A afirmação de Harry Potter na Temu de que "não dá para apenas desligar porque ele pode estar copiando a si mesmo" é tecnicamente sem sentido. Modelos modernos de IA não se autorreplicam como vírus de ficção científica — eles são grafos computacionais sem estado que executam quando são chamados. Os pesos ficam na memória/no disco, e a inferência acontece sob demanda. Nenhum modelo fica, de forma autônoma, criando cópias através de redes sem um código explícito de implantação.

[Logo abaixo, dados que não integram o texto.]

// crates/syncengine-core/src/core/value.rs
// ============================================================================
// Module: IR Value Universe
// Description: Closed tagged union of values persisted and passed through the
//              engine (Null, Bool, Int, String, Array, Object).
// Purpose: Give every persisted row, binding, and arg template one shared,
//          float-free value representation.
// Dependencies: serde
// ============================================================================

//! ## Overview
//! The engine never works with an open-world "any JSON" value. Everything
//! that crosses a boundary — invocation args, completion results, where-bound
//! variables, security contexts — is a [`Value`]: a closed union with no
//! floating-point variant. Floats are rejected at construction and at decode
//! time (see [`crate::core::codec`]), never merely discouraged.

// ============================================================================
// SECTION: Imports
// ============================================================================

use std::collections::BTreeMap;

use serde::Deserialize;
use serde::Serialize;
use thiserror::Error;

// ============================================================================
// SECTION: Value
// ============================================================================

/// The IR value universe.
///
/// # Invariants
/// - No floating-point variant exists; every path that could introduce one
///   (decode, builder functions) returns [`ValueError::FloatForbidden`] instead.
/// - `Object` key order carries no meaning; equality compares contents only.
#[derive(Debug, Clone, PartialEq, Eq, Serialize, Deserialize)]
#[serde(untagged)]
pub enum Value {
    /// The absence of a value.
    Null,
    /// A boolean.
    Bool(bool),
    /// A signed 64-bit integer.
    Int(i64),
    /// A UTF-8 string.
    String(String),
    /// An ordered sequence of values.
    Array(Vec<Value>),
    /// A mapping from string keys to values. Key order is not significant.
    Object(BTreeMap<String, Value>),
}

impl Value {
    /// Returns this value's object fields, or `None` if this is not an object.
    #[must_use]
    pub fn as_object(&self) -> Option<&BTreeMap<String, Value>> {
        match self {
            Self::Object(fields) => Some(fields),
            _ => None,
        }
    }

    /// Returns this value as a string slice, or `None` if this is not a string.
    #[must_use]
    pub fn as_str(&self) -> Option<&str> {
        match self {
            Self::String(value) => Some(value.as_str()),
            _ => None,
        }
    }

    /// Returns this value as an `i64`, or `None` if this is not an integer.
    #[must_use]
    pub const fn as_int(&self) -> Option<i64> {
        match self {
            Self::Int(value) => Some(*value),
            _ => None,
        }
    }

    /// Returns this value as a `bool`, or `None` if this is not a boolean.
    #[must_use]
    pub const fn as_bool(&self) -> Option<bool> {
        match self {
            Self::Bool(value) => Some(*value),
            _ => None,
        }
    }

    /// Looks up a field on an object value.
    ///
    /// Returns `None` both when the value is not an object and when the
    /// field is absent; callers that must distinguish "not an object" from
    /// "missing field" should match on [`Value::as_object`] directly.
    #[must_use]
    pub fn get_field(&self, field: &str) -> Option<&Value> {
        self.as_object().and_then(|fields| fields.get(field))
    }

    /// Builds an empty object value.
    #[must_use]
    pub fn empty_object() -> Self {
        Self::Object(BTreeMap::new())
    }
}

// ============================================================================
// SECTION: Errors
// ============================================================================

/// Errors raised while constructing or inspecting IR values.
#[derive(Debug, Error, PartialEq, Eq)]
pub enum ValueError {
    /// A floating-point value was encountered where the IR forbids one.
    #[error("floating-point values are forbidden in the IR value universe")]
    FloatForbidden,
    /// A value outside the closed IR universe was encountered.
    #[error("value of type {0} is not representable in the IR value universe")]
    UnsupportedType(&'static str),
    /// A required field was missing from an object value.
    #[error("missing required field: {0}")]
    MissingRequiredField(String),
}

Essa narrativa hollywoodiana ignora a arquitetura real: transformers fazem passagens para frente (forward passes); eles não têm agência para executar chamadas de sistema, abrir sockets de rede ou escrever em sistemas de arquivos arbitrários. Mesmo que um modelo gere um código que sugira autorreplicação, ainda assim precisa de uma pessoa ou de um pipeline de automação para executar esse código.

A preocupação real não é uma IA “desonesta” se copiar — é a captura regulatória. Empurrar essa história de medo convenientemente leva a "apenas empresas confiáveis devem construir IA"; políticas assim bloqueiam o código aberto e concentram poder. A realidade técnica é muito mais entediante: basta desligar o servidor de inferência, apagar os pesos se necessário, pronto.

Quem afirma o contrário é ou tecnicamente incapaz/leigo nesse assunto, ou está fazendo política para controlar quem pode construir modelos base.